What the task asks -> Copy out exactly the lines below that run from the one holding "filename crates/protocol/src/wire.rs" to the one holding "const MAX_VARINT_LEN: usize = 10;", keeping both of those lines and no others.
___ Excerpted data ___
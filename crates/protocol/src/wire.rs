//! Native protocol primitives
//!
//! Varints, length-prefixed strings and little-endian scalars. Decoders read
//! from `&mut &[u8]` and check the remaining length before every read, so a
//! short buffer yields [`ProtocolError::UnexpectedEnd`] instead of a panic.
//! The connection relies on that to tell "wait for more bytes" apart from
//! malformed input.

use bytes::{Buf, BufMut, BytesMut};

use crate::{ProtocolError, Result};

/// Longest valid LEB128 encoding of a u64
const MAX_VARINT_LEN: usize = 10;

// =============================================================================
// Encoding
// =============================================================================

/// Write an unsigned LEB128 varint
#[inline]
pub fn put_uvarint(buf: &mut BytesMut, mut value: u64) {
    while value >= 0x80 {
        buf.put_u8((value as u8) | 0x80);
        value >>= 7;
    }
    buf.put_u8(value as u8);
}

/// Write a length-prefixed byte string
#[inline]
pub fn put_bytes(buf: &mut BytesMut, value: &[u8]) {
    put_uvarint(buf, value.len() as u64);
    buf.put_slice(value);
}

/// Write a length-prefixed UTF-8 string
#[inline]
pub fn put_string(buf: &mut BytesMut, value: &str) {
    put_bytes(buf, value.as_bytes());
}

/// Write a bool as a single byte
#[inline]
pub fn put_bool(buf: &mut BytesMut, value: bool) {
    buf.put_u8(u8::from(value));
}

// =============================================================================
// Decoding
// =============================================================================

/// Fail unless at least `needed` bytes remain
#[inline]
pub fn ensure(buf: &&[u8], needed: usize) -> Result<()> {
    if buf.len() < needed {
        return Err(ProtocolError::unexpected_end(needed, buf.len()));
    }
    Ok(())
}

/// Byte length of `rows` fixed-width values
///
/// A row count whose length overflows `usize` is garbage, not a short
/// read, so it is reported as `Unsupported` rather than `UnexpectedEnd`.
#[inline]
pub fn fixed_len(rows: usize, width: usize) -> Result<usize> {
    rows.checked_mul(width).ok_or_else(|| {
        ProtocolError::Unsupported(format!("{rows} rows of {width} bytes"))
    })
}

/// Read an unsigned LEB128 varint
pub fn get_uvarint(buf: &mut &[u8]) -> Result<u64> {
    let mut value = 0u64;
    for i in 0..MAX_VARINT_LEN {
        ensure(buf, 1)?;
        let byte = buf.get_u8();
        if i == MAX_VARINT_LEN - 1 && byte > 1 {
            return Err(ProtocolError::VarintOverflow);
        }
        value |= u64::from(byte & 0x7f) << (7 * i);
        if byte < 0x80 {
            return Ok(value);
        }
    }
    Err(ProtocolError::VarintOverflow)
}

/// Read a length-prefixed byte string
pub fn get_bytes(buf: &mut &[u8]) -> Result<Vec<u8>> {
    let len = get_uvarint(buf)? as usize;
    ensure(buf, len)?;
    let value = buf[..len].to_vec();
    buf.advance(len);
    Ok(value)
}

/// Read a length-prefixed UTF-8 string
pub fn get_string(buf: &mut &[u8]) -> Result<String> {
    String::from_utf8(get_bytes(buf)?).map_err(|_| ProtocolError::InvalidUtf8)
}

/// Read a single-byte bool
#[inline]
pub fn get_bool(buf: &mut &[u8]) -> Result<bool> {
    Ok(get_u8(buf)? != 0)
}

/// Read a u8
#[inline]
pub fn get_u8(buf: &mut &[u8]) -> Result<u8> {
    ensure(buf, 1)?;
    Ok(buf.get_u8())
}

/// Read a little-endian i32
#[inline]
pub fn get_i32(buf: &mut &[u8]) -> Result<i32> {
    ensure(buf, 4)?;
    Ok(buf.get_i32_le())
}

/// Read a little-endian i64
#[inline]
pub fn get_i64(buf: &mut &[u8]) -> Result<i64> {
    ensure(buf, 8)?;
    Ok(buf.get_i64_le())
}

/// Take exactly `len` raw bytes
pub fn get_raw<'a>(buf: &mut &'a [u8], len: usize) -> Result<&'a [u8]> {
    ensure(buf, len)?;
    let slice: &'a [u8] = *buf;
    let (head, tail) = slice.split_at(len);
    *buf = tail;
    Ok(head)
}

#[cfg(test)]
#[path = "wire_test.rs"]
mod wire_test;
___
___ Excerpted data ___
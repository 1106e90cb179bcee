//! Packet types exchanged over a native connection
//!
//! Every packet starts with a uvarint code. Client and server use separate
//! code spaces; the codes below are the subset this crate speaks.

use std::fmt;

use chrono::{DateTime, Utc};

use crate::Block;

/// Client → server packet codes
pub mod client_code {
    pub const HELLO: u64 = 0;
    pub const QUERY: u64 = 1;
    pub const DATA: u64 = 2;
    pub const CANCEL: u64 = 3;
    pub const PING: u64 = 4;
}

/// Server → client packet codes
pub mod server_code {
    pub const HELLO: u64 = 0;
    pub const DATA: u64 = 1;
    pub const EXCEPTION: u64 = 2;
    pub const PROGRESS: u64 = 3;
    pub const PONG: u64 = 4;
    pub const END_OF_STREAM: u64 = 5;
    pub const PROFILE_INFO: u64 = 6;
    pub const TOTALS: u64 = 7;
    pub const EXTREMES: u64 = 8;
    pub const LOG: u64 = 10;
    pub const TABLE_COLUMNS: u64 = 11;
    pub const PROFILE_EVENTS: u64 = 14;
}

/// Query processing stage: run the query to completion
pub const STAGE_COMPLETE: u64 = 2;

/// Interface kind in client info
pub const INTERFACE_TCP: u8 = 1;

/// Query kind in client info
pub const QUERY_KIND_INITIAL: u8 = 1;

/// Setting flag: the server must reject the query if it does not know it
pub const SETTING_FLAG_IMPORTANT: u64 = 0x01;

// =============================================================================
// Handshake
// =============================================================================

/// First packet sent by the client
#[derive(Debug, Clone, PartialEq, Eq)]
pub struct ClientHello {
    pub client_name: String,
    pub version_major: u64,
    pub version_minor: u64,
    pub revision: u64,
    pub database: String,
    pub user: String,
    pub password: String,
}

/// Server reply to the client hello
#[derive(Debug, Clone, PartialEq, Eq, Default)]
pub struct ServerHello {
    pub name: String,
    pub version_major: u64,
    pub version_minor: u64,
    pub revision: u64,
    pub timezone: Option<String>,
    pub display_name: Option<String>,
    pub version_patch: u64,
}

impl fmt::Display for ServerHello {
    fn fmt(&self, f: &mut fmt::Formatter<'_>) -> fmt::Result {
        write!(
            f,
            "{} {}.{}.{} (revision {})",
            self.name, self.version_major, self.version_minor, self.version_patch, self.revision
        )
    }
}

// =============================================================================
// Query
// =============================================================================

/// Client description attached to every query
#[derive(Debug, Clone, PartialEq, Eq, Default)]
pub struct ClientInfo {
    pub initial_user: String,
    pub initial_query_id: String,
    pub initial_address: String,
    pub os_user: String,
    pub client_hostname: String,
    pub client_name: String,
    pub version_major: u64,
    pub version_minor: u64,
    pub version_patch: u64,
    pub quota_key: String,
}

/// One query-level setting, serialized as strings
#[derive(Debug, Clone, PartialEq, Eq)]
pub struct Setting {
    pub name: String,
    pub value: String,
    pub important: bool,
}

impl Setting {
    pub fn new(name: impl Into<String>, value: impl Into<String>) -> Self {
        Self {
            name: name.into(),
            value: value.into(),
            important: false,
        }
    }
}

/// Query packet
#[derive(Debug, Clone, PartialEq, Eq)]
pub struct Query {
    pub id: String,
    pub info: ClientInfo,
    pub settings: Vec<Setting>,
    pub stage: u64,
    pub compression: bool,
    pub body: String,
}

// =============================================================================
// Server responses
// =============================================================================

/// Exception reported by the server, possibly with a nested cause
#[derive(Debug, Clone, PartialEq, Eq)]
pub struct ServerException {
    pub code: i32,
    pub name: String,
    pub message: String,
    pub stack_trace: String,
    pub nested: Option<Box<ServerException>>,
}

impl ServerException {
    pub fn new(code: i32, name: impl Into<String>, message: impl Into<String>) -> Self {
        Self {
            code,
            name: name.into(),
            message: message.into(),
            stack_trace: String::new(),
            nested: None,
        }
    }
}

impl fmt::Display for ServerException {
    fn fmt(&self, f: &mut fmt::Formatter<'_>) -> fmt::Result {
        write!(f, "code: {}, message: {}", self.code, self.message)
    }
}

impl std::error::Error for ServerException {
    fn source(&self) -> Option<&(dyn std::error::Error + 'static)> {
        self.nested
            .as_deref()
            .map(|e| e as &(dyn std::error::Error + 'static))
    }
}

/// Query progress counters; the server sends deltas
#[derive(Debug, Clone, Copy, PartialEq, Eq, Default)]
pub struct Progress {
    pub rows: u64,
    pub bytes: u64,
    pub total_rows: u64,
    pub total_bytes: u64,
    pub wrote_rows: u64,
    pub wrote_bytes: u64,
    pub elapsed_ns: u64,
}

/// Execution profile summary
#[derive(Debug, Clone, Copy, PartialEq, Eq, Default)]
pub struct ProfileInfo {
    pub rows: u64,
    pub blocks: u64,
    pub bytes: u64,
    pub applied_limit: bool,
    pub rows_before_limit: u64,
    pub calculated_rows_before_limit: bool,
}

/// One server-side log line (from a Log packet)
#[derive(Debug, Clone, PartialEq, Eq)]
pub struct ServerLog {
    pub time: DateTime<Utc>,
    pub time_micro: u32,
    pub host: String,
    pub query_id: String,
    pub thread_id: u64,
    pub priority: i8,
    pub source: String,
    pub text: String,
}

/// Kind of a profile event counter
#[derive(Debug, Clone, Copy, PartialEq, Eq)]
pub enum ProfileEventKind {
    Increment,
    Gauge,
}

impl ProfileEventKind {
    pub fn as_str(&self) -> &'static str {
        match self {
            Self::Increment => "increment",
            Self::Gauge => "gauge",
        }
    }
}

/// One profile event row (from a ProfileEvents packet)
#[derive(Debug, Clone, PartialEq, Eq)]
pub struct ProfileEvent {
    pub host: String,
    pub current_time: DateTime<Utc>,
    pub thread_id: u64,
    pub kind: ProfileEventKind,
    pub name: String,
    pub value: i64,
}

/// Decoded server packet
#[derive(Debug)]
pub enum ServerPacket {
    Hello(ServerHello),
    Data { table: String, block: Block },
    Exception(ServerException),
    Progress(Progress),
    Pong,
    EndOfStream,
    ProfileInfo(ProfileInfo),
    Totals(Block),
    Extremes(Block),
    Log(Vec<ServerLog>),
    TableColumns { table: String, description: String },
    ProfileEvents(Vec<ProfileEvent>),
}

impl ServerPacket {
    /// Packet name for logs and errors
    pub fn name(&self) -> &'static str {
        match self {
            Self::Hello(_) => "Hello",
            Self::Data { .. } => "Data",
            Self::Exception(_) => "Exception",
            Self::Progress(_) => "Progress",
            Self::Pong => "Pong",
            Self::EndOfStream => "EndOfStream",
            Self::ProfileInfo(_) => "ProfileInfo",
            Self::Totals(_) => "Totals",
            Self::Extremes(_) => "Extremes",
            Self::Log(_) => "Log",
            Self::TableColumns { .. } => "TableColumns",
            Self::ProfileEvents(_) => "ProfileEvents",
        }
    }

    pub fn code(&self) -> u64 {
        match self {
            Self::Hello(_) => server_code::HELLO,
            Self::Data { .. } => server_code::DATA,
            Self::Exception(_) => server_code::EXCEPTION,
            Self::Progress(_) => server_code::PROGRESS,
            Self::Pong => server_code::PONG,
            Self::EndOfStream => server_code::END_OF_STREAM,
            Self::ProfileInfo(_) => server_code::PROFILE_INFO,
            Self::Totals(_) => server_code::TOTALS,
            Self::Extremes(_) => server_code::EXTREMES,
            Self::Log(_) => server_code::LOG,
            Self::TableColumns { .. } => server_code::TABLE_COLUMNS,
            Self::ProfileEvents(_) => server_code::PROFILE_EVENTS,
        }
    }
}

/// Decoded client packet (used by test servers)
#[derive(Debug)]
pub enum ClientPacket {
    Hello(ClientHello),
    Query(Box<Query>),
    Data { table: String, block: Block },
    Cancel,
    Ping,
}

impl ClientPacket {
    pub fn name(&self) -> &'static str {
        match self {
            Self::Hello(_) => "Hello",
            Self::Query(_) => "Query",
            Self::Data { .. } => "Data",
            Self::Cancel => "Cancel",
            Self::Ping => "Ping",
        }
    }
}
___
Task output ->
filename crates/protocol/src/wire.rs
//! Native protocol primitives
//!
//! Varints, length-prefixed strings and little-endian scalars. Decoders read
//! from `&mut &[u8]` and check the remaining length before every read, so a
//! short buffer yields [`ProtocolError::UnexpectedEnd`] instead of a panic.
//! The connection relies on that to tell "wait for more bytes" apart from
//! malformed input.

use bytes::{Buf, BufMut, BytesMut};

use crate::{ProtocolError, Result};

/// Longest valid LEB128 encoding of a u64
const MAX_VARINT_LEN: usize = 10;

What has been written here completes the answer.